While it was normal for Buddhists, particularly Zen Buddhists, to acknowledge the unity of the noumenal ground of all arts, sciences, and religions, in practice the unity of the paths often remained rhetorical The association of Zen and Confucianism was already established in China before Zen was imported to Japan, but was not much emphasized by Japanese Zen teachers until the seventeenth century when the military government of Japan sought totalitarian control over every organ of culture. Chinese Confucianism, moreover, was more highly influenced by Zen than was Japanese Confucianism.
The association of Buddhism and mystical Shinto goes back to the earliest centuries of Japanese Buddhist history but this too only became a standard feature of Japanese Zen Buddhist rhetoric in the seventeenth century. Poetry and Zen intermarried much earlier in Japan, but the vast literary corpus produced by the central Zen establishments, the so-called Five Mountains Literature, was considered sterile by practicing Zen masters and completely ignored by the leaders of the Zen revival of the seventeenth and eighteenth centuries.
The rhetoric Takuan is using, therefore, is not intended to refer to historical phenomena, or to sectarian beliefs, but alludes to the critical aim of Zen practice that opens access to the source of all arts and sciences.
As far as the mind can be explained in words, this one mind applies to others and self; good and bad deeds by day and by night come from accumulated habit, alienation and exile depend on personal status and condition, good and evil are both actions of the mind—but no one questions and realizes what this mind is, so everyone is deluded by the mind. It can be affirmed that there are people in the world who don't know the mind, while it seems that those who actually understand it are rarely found. And even if one has understanding and knowledge, they are difficult to put into practice.
Zen master Mazu said, "All kinds of establishments derive from one mind—you may set them up, and you may dismantle them. Both are inconceivable functions."
Being able to explain this one mind is certainly not tantamount to understanding the mind. Even if you explain water as a phenomenon, that does not slake thirst; and even if you talk about fire, your mouth doesn't heat up. You cannot know these things unless you come in contact with actual water and fire. You cannot know just by explaining books. You may talk about food, but that doesn't satisfy hunger. You cannot know just by talk. Even though Buddhism and Confucianism both talk about mind, without corresponding behavior the mind is not clearly known. People don't understand the mind within themselves unless they sincerely examine its fundament and come to realize it.
Zen teachings are for inducing firsthand experience. While many Zen masters were accomplished scholars, none of them claimed to understand Zen through formal learning alone; as a famous saying has it, "a picture of a cake can't satisfy hunger."
People who have engaged in Zen study do not have clear minds; though there are many people who engage in Zen study that doesn't matter. The states of mind of people engaged in Zen study are all bad.
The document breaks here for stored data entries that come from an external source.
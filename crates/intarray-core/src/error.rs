//! Error types for fallible array operations.
//!
//! Indexing and the infallible constructors fail fast with a panic. The
//! variants here back the opt-in fallible surface: `try_new`,
//! `with_config`, `checked`, and the bulk text reader.

use std::error::Error;
use std::fmt;
use std::io;

/// Errors returned by the fallible [`IntArray`](crate::IntArray) API.
#[derive(Debug)]
pub enum IntArrayError {
    /// Index outside `0..len`.
    OutOfBounds {
        /// The rejected index, as requested (may be negative).
        index: isize,
        /// Length of the array that was indexed.
        len: usize,
    },
    /// The element buffer could not be allocated.
    AllocationFailed {
        /// Number of `i32` elements requested.
        requested: usize,
    },
    /// A non-positive size was requested under [`SizePolicy::Reject`](crate::SizePolicy::Reject).
    InvalidSize {
        /// The requested size.
        requested: isize,
    },
    /// An [`ArrayConfig`](crate::ArrayConfig) failed validation.
    InvalidConfig {
        /// What was wrong with it.
        reason: String,
    },
    /// A token in the input stream is not a valid `i32`.
    MalformedToken {
        /// Zero-based element position the token was destined for.
        position: usize,
        /// The offending token text.
        token: String,
    },
    /// The input stream ended before every element was read.
    UnexpectedEof {
        /// Number of values the array needed.
        expected: usize,
        /// Number of values actually available.
        read: usize,
    },
    /// The underlying reader failed.
    Io(io::Error),
}

impl fmt::Display for IntArrayError {
    fn fmt(&self, f: &mut fmt::Formatter<'_>) -> fmt::Result {
        match self {
            Self::OutOfBounds { index, len } => {
                write!(
                    f,
                    "index out of bounds: the len is {len} but the index is {index}"
                )
            }
            Self::AllocationFailed { requested } => {
                write!(f, "failed to allocate {requested} elements")
            }
            Self::InvalidSize { requested } => {
                write!(f, "invalid array size {requested}: size must be positive")
            }
            Self::InvalidConfig { reason } => write!(f, "invalid config: {reason}"),
            Self::MalformedToken { position, token } => {
                write!(f, "malformed integer {token:?} for element {position}")
            }
            Self::UnexpectedEof { expected, read } => {
                write!(
                    f,
                    "unexpected end of input: expected {expected} values, read {read}"
                )
            }
            Self::Io(e) => write!(f, "I/O error: {e}"),
        }
    }
}

impl Error for IntArrayError {
    fn source(&self) -> Option<&(dyn Error + 'static)> {
        match self {
            Self::Io(e) => Some(e),
            _ => None,
        }
    }
}

impl From<io::Error> for IntArrayError {
    fn from(e: io::Error) -> Self {
        Self::Io(e)
    }
}

#[cfg(test)]
mod tests {
    use super::*;

    #[test]
    fn out_of_bounds_message_names_len_and_index() {
        let err = IntArrayError::OutOfBounds { index: -1, len: 4 };
        assert_eq!(
            err.to_string(),
            "index out of bounds: the len is 4 but the index is -1"
        );
    }

    #[test]
    fn io_error_is_exposed_as_source() {
        let err = IntArrayError::from(io::Error::new(io::ErrorKind::BrokenPipe, "gone"));
        assert!(err.source().is_some());
        assert!(err.to_string().contains("gone"));
    }

    #[test]
    fn non_io_errors_have_no_source() {
        let err = IntArrayError::UnexpectedEof {
            expected: 3,
            read: 1,
        };
        assert!(err.source().is_none());
    }
}
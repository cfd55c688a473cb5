use anyhow::{Result, bail};
use racer_core::extract_csrf;
use tracing::warn;

use crate::config::RacerConfig;

const PROXY_SCHEMES: &[&str] = &["http://", "https://", "socks5://", "socks5h://"];

/// Validate a parsed configuration.
/// Returns Ok(()) if valid, or Err with a descriptive message.
pub fn validate_config(config: &RacerConfig) -> Result<()> {
    validate_cookie(config)?;
    validate_jobs(config)?;
    validate_proxy(config)?;
    validate_racing(config)?;
    warn_missing_buvid(config);
    Ok(())
}

fn validate_cookie(config: &RacerConfig) -> Result<()> {
    if config.cookie.trim().is_empty() {
        bail!("cookie cannot be empty");
    }
    if extract_csrf(&config.cookie).is_none() {
        bail!("cookie has no bili_jct pair; the CSRF token is required");
    }
    Ok(())
}

fn validate_jobs(config: &RacerConfig) -> Result<()> {
    if config.job.is_empty() {
        bail!("job list is empty; add at least one \"<reserve id>\": \"<ticket id>\" pair");
    }
    let jobs = config.jobs()?;
    if let Some(job) = jobs.iter().find(|job| job.ticket_id.is_empty()) {
        bail!("job {} has an empty ticket id", job.slot_id);
    }
    Ok(())
}

fn validate_proxy(config: &RacerConfig) -> Result<()> {
    if let Some(proxy) = config.fallback_proxy() {
        if !PROXY_SCHEMES.iter().any(|scheme| proxy.starts_with(scheme)) {
            bail!(
                "proxy '{}' has an unsupported scheme (expected one of: {})",
                proxy,
                PROXY_SCHEMES.join(", ")
            );
        }
    }
    Ok(())
}

fn validate_racing(config: &RacerConfig) -> Result<()> {
    if config.racing.min_tick_ms == 0 {
        bail!("racing.min_tick_ms must be > 0 (got 0)");
    }
    if config.racing.request_timeout_ms == 0 {
        bail!("racing.request_timeout_ms must be > 0 (got 0)");
    }
    Ok(())
}

fn warn_missing_buvid(config: &RacerConfig) {
    if config.buvid.trim().is_empty() {
        warn!("buvid is empty; the user agent will carry an empty device id");
    }
}

#[cfg(test)]
#[path = "validate_tests.rs"]
mod tests;
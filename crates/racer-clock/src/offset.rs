use chrono::Utc;

/// Signed difference "reference time - local time", in milliseconds.
///
/// Written once at startup, then only read by racing tasks.
#[derive(Debug, Clone, Copy, Default, PartialEq, Eq, PartialOrd, Ord, Hash)]
pub struct ClockOffset(i64);

impl ClockOffset {
    pub const ZERO: Self = Self(0);

    pub fn from_millis(millis: i64) -> Self {
        Self(millis)
    }

    pub fn as_millis(&self) -> i64 {
        self.0
    }

    /// Translate a local epoch-millis reading to reference time.
    pub fn apply(&self, local_millis: i64) -> i64 {
        local_millis.saturating_add(self.0)
    }
}

impl std::fmt::Display for ClockOffset {
    fn fmt(&self, f: &mut std::fmt::Formatter<'_>) -> std::fmt::Result {
        write!(f, "{:+}ms", self.0)
    }
}

/// Source of local wall-clock time.
pub trait Clock: Send + Sync {
    /// Milliseconds since the Unix epoch.
    fn now_millis(&self) -> i64;
}

#[derive(Debug, Clone, Copy, Default)]
pub struct SystemClock;

impl Clock for SystemClock {
    fn now_millis(&self) -> i64 {
        Utc::now().timestamp_millis()
    }
}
The way to clarify this one mind emerges from profound effort.
Takuan's opinion of contemporary Zen might be attributed to the fact that he died before the peak of the Zen revival but the masters of the revival also spoke critically of the state of Zen students and schools of their time. The capture of Zen schools by patronage and politics, combined with the systems of caste and primogeniture, populated Buddhist establishments with people uninterested in enlightenment.
Where to Set the Mind
Where to set the mind? If you set your mind on an opponent's physical actions, your mind is taken up by the opponent's physical actions. If you set your mind on an opponent's sword, your mind is taken up by the opponent's sword. If you set your mind on the intent to kill an opponent, your mind is taken up by the intent to kill the opponent. If you set your mind on your own sword, your mind is taken up by your sword. If you set your mind on the determination not to get killed, your mind is taken up by the intention not to get killed. If you set your mind on the other's stance, your mind is taken up by the other's stance. The point is that there is nowhere at all to set the mind.
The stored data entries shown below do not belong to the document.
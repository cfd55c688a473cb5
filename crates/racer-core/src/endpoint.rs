use anyhow::Result;
use async_trait::async_trait;

use crate::types::FireResponse;

/// Network route a firing call travels over.
#[derive(Debug, Clone, Copy, Default, PartialEq, Eq, Hash)]
pub enum NetworkPath {
    #[default]
    Direct,
    Fallback,
}

impl std::fmt::Display for NetworkPath {
    fn fmt(&self, f: &mut std::fmt::Formatter<'_>) -> std::fmt::Result {
        match self {
            Self::Direct => write!(f, "direct"),
            Self::Fallback => write!(f, "fallback"),
        }
    }
}

/// One firing call: claim `slot_id` with `ticket_id`.
#[derive(Debug, Clone, PartialEq, Eq)]
pub struct FireRequest {
    pub slot_id: i64,
    pub ticket_id: String,
}

/// The remote side racing tasks fire against.
///
/// `fire` returns `Err` only for transport failures where no reply was
/// received. A reply whose body did not decode comes back as
/// [`FireResponse::unset`].
#[async_trait]
pub trait ReserveEndpoint: Send + Sync {
    /// Whether a fallback network path is configured.
    fn has_fallback(&self) -> bool;

    async fn fire(&self, request: &FireRequest, path: NetworkPath) -> Result<FireResponse>;
}
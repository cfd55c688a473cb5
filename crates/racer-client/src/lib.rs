//! HTTP side of the racer: the snapshot fetch, the firing endpoint over a
//! direct and an optional fallback path, and the response audit file.

pub mod agent;
pub mod audit;
pub mod client;
pub mod decode;

pub use agent::{BUVID_PLACEHOLDER, FORM_CONTENT_TYPE, REFERER_URL, USER_AGENT_TEMPLATE, user_agent};
pub use audit::{AuditRecord, AuditSink, AuditStats, spawn_audit_writer};
pub use client::BwsClient;
pub use decode::{decode_fire_reply, decode_snapshot};
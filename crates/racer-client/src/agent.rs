//! Request identity: the mobile-app user agent and fixed headers.

/// Placeholder in [`USER_AGENT_TEMPLATE`] replaced by the device id.
pub const BUVID_PLACEHOLDER: &str = "${BUVID}";

pub const USER_AGENT_TEMPLATE: &str = "Mozilla/5.0 (iPhone; CPU iPhone OS 17_5_1 like Mac OS X) \
AppleWebKit/618.2.12.10.9 (KHTML, like Gecko) Mobile/21F90 BiliApp/80300100 os/ios \
model/iPhone 14 Pro Max mobi_app/iphone build/80300100 osVer/17.5.1 network/2 channel/AppStore \
Buvid/${BUVID} c_locale/zh-Hans_CN s_locale/zh-Hans_JP sessionID/11fa54f6 disable_rcmd/0";

pub const REFERER_URL: &str = "https://www.bilibili.com/blackboard/bw/2024/bws_event.html\
?navhide=1&stahide=1&native.theme=2&night=1#/Order/FieldOrder";

pub const FORM_CONTENT_TYPE: &str = "application/x-www-form-urlencoded";

pub fn user_agent(buvid: &str) -> String {
    USER_AGENT_TEMPLATE.replace(BUVID_PLACEHOLDER, buvid.trim())
}
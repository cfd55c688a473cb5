//! Process-wide call gate.
//! Independent crate with no internal racer dependencies.
//!
//! Every firing call across every racing task runs inside
//! [`CallGate::with_exclusive_access`], so at most one call is in flight at
//! any instant. The gate is an explicit value handed to each task rather than
//! a global, which keeps the serialization contract testable on its own.
//!
//! The guard lives inside the scoped future, so it is released on every exit
//! path: normal return, an `Err` from the body, a panic unwinding through the
//! body, or the future being dropped mid-call.

use std::future::Future;
use std::sync::Arc;
use std::sync::atomic::{AtomicU64, Ordering};
use std::time::Instant;

use tokio::sync::Mutex;
use tracing::trace;

#[derive(Default)]
struct GateInner {
    lock: Mutex<()>,
    admitted: AtomicU64,
}

/// Shared exclusive-access gate. Clones share the same underlying lock.
#[derive(Clone, Default)]
pub struct CallGate {
    inner: Arc<GateInner>,
}

impl std::fmt::Debug for CallGate {
    fn fmt(&self, f: &mut std::fmt::Formatter<'_>) -> std::fmt::Result {
        f.debug_struct("CallGate")
            .field("admitted", &self.admitted())
            .field("held", &self.is_held())
            .finish()
    }
}

impl CallGate {
    pub fn new() -> Self {
        Self::default()
    }

    /// Run `body` while holding the gate.
    ///
    /// Waiters are admitted in FIFO order (tokio's mutex is fair).
    pub async fn with_exclusive_access<F, Fut, T>(&self, body: F) -> T
    where
        F: FnOnce() -> Fut,
        Fut: Future<Output = T>,
    {
        let wait_started = Instant::now();
        let _guard = self.inner.lock.lock().await;
        let seq = self.inner.admitted.fetch_add(1, Ordering::Relaxed) + 1;
        trace!(
            seq,
            waited_ms = wait_started.elapsed().as_millis() as u64,
            "call gate acquired"
        );
        body().await
    }

    /// Number of bodies admitted so far.
    pub fn admitted(&self) -> u64 {
        self.inner.admitted.load(Ordering::Relaxed)
    }

    /// Whether some task currently holds the gate.
    pub fn is_held(&self) -> bool {
        self.inner.lock.try_lock().is_err()
    }
}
Zen master Xuansha explained the mental poise of the free mind in terms of avoiding the specific drawbacks of fixation, whether concrete or abstract: "If you stir, you produce the root of birth and death; if you're still, you get drunk in the village of oblivion. If stirring and stillness are both erased, you fall into empty annihilation; if stirring and stillness are both withdrawn, you presume upon buddha-nature. Be like a dead tree or cold ashes in the face of objects and situations, while acting responsively according to the time, without losing proper balance. A mirror reflects a multitude of images without their confusing its brilliance."
Some ask, "If we let our mind go outside of ourselves at all, that fixates the mind on its object, resulting in defeat by the opponent. So we should keep the mind down below the navel, not letting it go elsewhere, then adapt to the actions of the opponent." Of course, that may be so, but from the point of view of the transcendental level of Buddhism, to keep the mind below the navel and not let it go elsewhere is on a low level, nothing transcendental; it belongs to the phase of developmental practice, the stage of practicing respectfulness. It is the stage referred to by the exhortation of Mencius to "Seek the free mind." This is not the higher transcendental level; it is the state of mind labeled respectful.
Keeping the mind below the navel is commonly associated with sitting meditation in modern Zen sects, but it is extremely rare in traditional Zen instructions. It is originally a fragment of a more complete system of energy circulation used in Taoism and esoteric Buddhism. Its mention here in the seventeenth century seems to reflect the adaptation of Zen to Bushido that took place in the middle ages; the establishment of the practice in pure Zen circles occurred a little later through the influence of the Kokurin school following Hakuin. In the latter case, the practice was introduced as a healing technique from Taoism, after Hakuin wrote of having recovered from a complete mental and physical breakdown through the use of this method. Eventually it was popularized as a standard element of sitting meditation, but it has limitations and negative side effects. These are seldom recognized in Zen —the present text is a rare exception—but widely warned of in Taoist writings.
As for the free mind, I'll write about that in another letter for your perusal.
If you keep your mind below your navel, trying to keep it from going elsewhere, your mind will be taken up by the thought of not letting it go elsewhere; the initiative to act will be missing, and you'll become exceptionally inhibited.
According to Taoist writers, excessive persistence in this exercise also inhibits internal activities, such as blood circulation, ultimately resulting in adverse effects on the body.
Some people ask, "If we are inhibited and unable to act effectively even if we keep our mind unmoving under the navel, then where in our bodies should we set the mind?"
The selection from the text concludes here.